● **Aim of the task**
Which lines in the data below contain the word "None"? Pull each of them out.

● **Supplied information**
╔══

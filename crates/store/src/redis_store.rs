//! Redis-backed document store.
//!
//! Layout per collection: a hash `{prefix}:{collection}` of id -> JSON
//! document, and a sorted set `{prefix}:{collection}:order` scoring ids by
//! an insertion sequence so reads come back in insertion order. A
//! collection's unique field is indexed in `{prefix}:{collection}:unique:{field}`
//! (value -> id), so lookups by id or unique value never scan. Other filters
//! are evaluated client-side.
//!
//! Writes to a collection run under a lease lock (`SET NX PX`) so the
//! read-merge-write of `update_one` and the uniqueness checks are atomic
//! across processes.

use crate::error::{StoreError, StoreResult};
use crate::traits::{
    ensure_id, unique_key, Collection, Document, DocumentStore, Filter, UpdateResult,
};
use async_trait::async_trait;
use redis::aio::ConnectionManager;
use redis::AsyncCommands;
use serde_json::Value;
use std::time::Duration;
use tracing::{debug, info, warn};

const LOCK_TTL_MS: u64 = 5_000;
const LOCK_WAIT: Duration = Duration::from_secs(5);
const LOCK_RETRY: Duration = Duration::from_millis(10);

/// Deletes the lock only if this holder still owns it.
const RELEASE_LOCK: &str = r#"
if redis.call("GET", KEYS[1]) == ARGV[1] then
    return redis.call("DEL", KEYS[1])
end
return 0
"#;

/// Key naming for one store prefix.
#[derive(Debug, Clone, PartialEq, Eq)]
struct KeySpace {
    prefix: String,
}

impl KeySpace {
    fn data(&self, collection: Collection) -> String {
        format!("{}:{}", self.prefix, collection.as_str())
    }

    fn order(&self, collection: Collection) -> String {
        format!("{}:{}:order", self.prefix, collection.as_str())
    }

    fn unique(&self, collection: Collection, field: &str) -> String {
        format!("{}:{}:unique:{}", self.prefix, collection.as_str(), field)
    }

    fn lock(&self, collection: Collection) -> String {
        format!("{}:{}:lock", self.prefix, collection.as_str())
    }

    fn seq(&self) -> String {
        format!("{}:seq", self.prefix)
    }
}

struct WriteLock {
    key: String,
    token: String,
}

pub struct RedisStore {
    conn: ConnectionManager,
    keys: KeySpace,
}

impl RedisStore {
    /// Connect and verify the server answers PING.
    pub async fn connect(url: &str, prefix: impl Into<String>) -> StoreResult<Self> {
        info!(url = %url, "Connecting to Redis document store");

        let client = redis::Client::open(url)?;
        let mut conn = ConnectionManager::new(client).await?;
        let pong: String = redis::cmd("PING").query_async(&mut conn).await?;
        info!(response = %pong, "Redis connection established");

        Ok(Self {
            conn,
            keys: KeySpace {
                prefix: prefix.into(),
            },
        })
    }

    async fn acquire(&self, collection: Collection) -> StoreResult<WriteLock> {
        let key = self.keys.lock(collection);
        let token = uuid::Uuid::new_v4().to_string();
        let mut conn = self.conn.clone();
        let deadline = tokio::time::Instant::now() + LOCK_WAIT;
        loop {
            let acquired: Option<String> = redis::cmd("SET")
                .arg(&key)
                .arg(&token)
                .arg("NX")
                .arg("PX")
                .arg(LOCK_TTL_MS)
                .query_async(&mut conn)
                .await?;
            if acquired.is_some() {
                return Ok(WriteLock { key, token });
            }
            if tokio::time::Instant::now() >= deadline {
                return Err(StoreError::LockTimeout(key));
            }
            tokio::time::sleep(LOCK_RETRY).await;
        }
    }

    async fn release(&self, lock: WriteLock) {
        let mut conn = self.conn.clone();
        let released: redis::RedisResult<i64> = redis::Script::new(RELEASE_LOCK)
            .key(&lock.key)
            .arg(&lock.token)
            .invoke_async(&mut conn)
            .await;
        if let Err(e) = released {
            warn!(key = %lock.key, error = %e, "Failed to release write lock, waiting for expiry");
        }
    }

    async fn load_by_id(&self, collection: Collection, id: &str) -> StoreResult<Option<Document>> {
        let mut conn = self.conn.clone();
        let raw: Option<String> = conn.hget(self.keys.data(collection), id).await?;
        raw.map(|json| parse_document(&json)).transpose()
    }

    async fn load_all(&self, collection: Collection) -> StoreResult<Vec<Document>> {
        let mut conn = self.conn.clone();
        let ids: Vec<String> = conn.zrange(self.keys.order(collection), 0, -1).await?;
        if ids.is_empty() {
            return Ok(Vec::new());
        }
        let raw: Vec<Option<String>> = redis::cmd("HMGET")
            .arg(self.keys.data(collection))
            .arg(&ids)
            .query_async(&mut conn)
            .await?;
        raw.into_iter()
            .flatten()
            .map(|json| parse_document(&json))
            .collect()
    }

    async fn index_holder(
        &self,
        collection: Collection,
        field: &str,
        value: &str,
    ) -> StoreResult<Option<String>> {
        let mut conn = self.conn.clone();
        Ok(conn.hget(self.keys.unique(collection, field), value).await?)
    }

    /// Matches for a filter that pins the unique field, resolved through the
    /// index. `None` when the filter does not pin it.
    async fn find_indexed(
        &self,
        collection: Collection,
        filter: &Filter,
    ) -> StoreResult<Option<Vec<Document>>> {
        let Some(field) = collection.unique_field() else {
            return Ok(None);
        };
        let Some(value) = filter.get(field).and_then(Value::as_str) else {
            return Ok(None);
        };
        let Some(id) = self.index_holder(collection, field, value).await? else {
            return Ok(Some(Vec::new()));
        };
        let found = self.load_by_id(collection, &id).await?;
        Ok(Some(found.into_iter().filter(|d| filter.matches(d)).collect()))
    }

    async fn append(
        &self,
        collection: Collection,
        id: &str,
        document: &Document,
    ) -> StoreResult<()> {
        let mut conn = self.conn.clone();
        let seq: i64 = conn.incr(self.keys.seq(), 1).await?;
        let json = serde_json::to_string(document)?;
        let mut pipe = redis::pipe();
        pipe.atomic()
            .hset(self.keys.data(collection), id, json)
            .ignore()
            .zadd(self.keys.order(collection), id, seq)
            .ignore();
        if let Some((field, value)) = unique_key(collection, document) {
            pipe.hset(self.keys.unique(collection, field), value, id).ignore();
        }
        let _: () = pipe.query_async(&mut conn).await?;
        Ok(())
    }

    /// Overwrite a stored document, moving its index entry when the unique
    /// value changed.
    async fn replace(
        &self,
        collection: Collection,
        id: &str,
        document: &Document,
        previous: Option<(&'static str, String)>,
    ) -> StoreResult<()> {
        let mut conn = self.conn.clone();
        let json = serde_json::to_string(document)?;
        let mut pipe = redis::pipe();
        pipe.atomic().hset(self.keys.data(collection), id, json).ignore();
        let current = unique_key(collection, document);
        if let Some((field, old)) = &previous {
            if current.map(|(_, value)| value) != Some(old.as_str()) {
                pipe.hdel(self.keys.unique(collection, field), old).ignore();
            }
        }
        if let Some((field, value)) = current {
            pipe.hset(self.keys.unique(collection, field), value, id).ignore();
        }
        let _: () = pipe.query_async(&mut conn).await?;
        Ok(())
    }

    async fn insert_locked(
        &self,
        collection: Collection,
        mut document: Document,
    ) -> StoreResult<String> {
        let id = ensure_id(&mut document)?;
        let mut conn = self.conn.clone();
        let exists: bool = conn.hexists(self.keys.data(collection), &id).await?;
        if exists {
            return Err(StoreError::Duplicate {
                collection: collection.as_str(),
                id,
            });
        }
        if let Some((field, value)) = unique_key(collection, &document) {
            if self.index_holder(collection, field, value).await?.is_some() {
                return Err(StoreError::DuplicateKey {
                    collection: collection.as_str(),
                    field,
                    value: value.to_string(),
                });
            }
        }
        self.append(collection, &id, &document).await?;
        Ok(id)
    }

    async fn update_locked(
        &self,
        collection: Collection,
        filter: &Filter,
        set: Document,
        upsert: bool,
    ) -> StoreResult<UpdateResult> {
        if let Some(mut existing) = self.find_one(collection, filter).await? {
            let id = document_id(&existing)
                .ok_or_else(|| StoreError::InvalidDocument("stored document has no id".into()))?;
            let previous = unique_key(collection, &existing).map(|(f, v)| (f, v.to_string()));
            existing.extend(set);

            if let Some((field, value)) = unique_key(collection, &existing) {
                let holder = self.index_holder(collection, field, value).await?;
                if holder.is_some_and(|holder| holder != id) {
                    return Err(StoreError::DuplicateKey {
                        collection: collection.as_str(),
                        field,
                        value: value.to_string(),
                    });
                }
            }
            self.replace(collection, &id, &existing, previous).await?;
            return Ok(UpdateResult {
                matched: 1,
                matched_id: Some(id),
                upserted_id: None,
            });
        }
        if !upsert {
            return Ok(UpdateResult::default());
        }

        let mut document = filter.seed_document();
        document.extend(set);
        let id = self.insert_locked(collection, document).await?;
        debug!(collection = collection.as_str(), id = %id, "Document upserted");
        Ok(UpdateResult {
            matched: 0,
            matched_id: None,
            upserted_id: Some(id),
        })
    }

    async fn delete_locked(&self, collection: Collection, filter: &Filter) -> StoreResult<bool> {
        let Some(existing) = self.find_one(collection, filter).await? else {
            return Ok(false);
        };
        let Some(id) = document_id(&existing) else {
            return Ok(false);
        };
        let mut conn = self.conn.clone();
        let mut pipe = redis::pipe();
        pipe.atomic()
            .hdel(self.keys.data(collection), &id)
            .zrem(self.keys.order(collection), &id)
            .ignore();
        if let Some((field, value)) = unique_key(collection, &existing) {
            pipe.hdel(self.keys.unique(collection, field), value).ignore();
        }
        let (removed,): (i64,) = pipe.query_async(&mut conn).await?;
        Ok(removed > 0)
    }
}

fn parse_document(json: &str) -> StoreResult<Document> {
    match serde_json::from_str::<Value>(json)? {
        Value::Object(map) => Ok(map),
        other => Err(StoreError::InvalidDocument(other.to_string())),
    }
}

fn document_id(document: &Document) -> Option<String> {
    document.get("id").and_then(Value::as_str).map(str::to_string)
}

#[async_trait]
impl DocumentStore for RedisStore {
    async fn find_one(
        &self,
        collection: Collection,
        filter: &Filter,
    ) -> StoreResult<Option<Document>> {
        if let Some(id) = filter.only_id() {
            return self.load_by_id(collection, id).await;
        }
        if let Some(found) = self.find_indexed(collection, filter).await? {
            return Ok(found.into_iter().next());
        }
        Ok(self
            .load_all(collection)
            .await?
            .into_iter()
            .find(|d| filter.matches(d)))
    }

    async fn find_many(
        &self,
        collection: Collection,
        filter: &Filter,
    ) -> StoreResult<Vec<Document>> {
        if let Some(found) = self.find_indexed(collection, filter).await? {
            return Ok(found);
        }
        let mut docs = self.load_all(collection).await?;
        docs.retain(|d| filter.matches(d));
        Ok(docs)
    }

    async fn insert_one(&self, collection: Collection, document: Document) -> StoreResult<String> {
        let lock = self.acquire(collection).await?;
        let result = self.insert_locked(collection, document).await;
        self.release(lock).await;
        let id = result?;
        debug!(collection = collection.as_str(), id = %id, "Document inserted");
        Ok(id)
    }

    async fn update_one(
        &self,
        collection: Collection,
        filter: &Filter,
        set: Document,
        upsert: bool,
    ) -> StoreResult<UpdateResult> {
        let lock = self.acquire(collection).await?;
        let result = self.update_locked(collection, filter, set, upsert).await;
        self.release(lock).await;
        result
    }

    async fn delete_one(&self, collection: Collection, filter: &Filter) -> StoreResult<bool> {
        let lock = self.acquire(collection).await?;
        let result = self.delete_locked(collection, filter).await;
        self.release(lock).await;
        result
    }
}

╚══

● **Response**
    /// index. `None` when the filter does not pin it.
            return Ok(None);
            return Ok(None);
                upserted_id: None,
            matched_id: None,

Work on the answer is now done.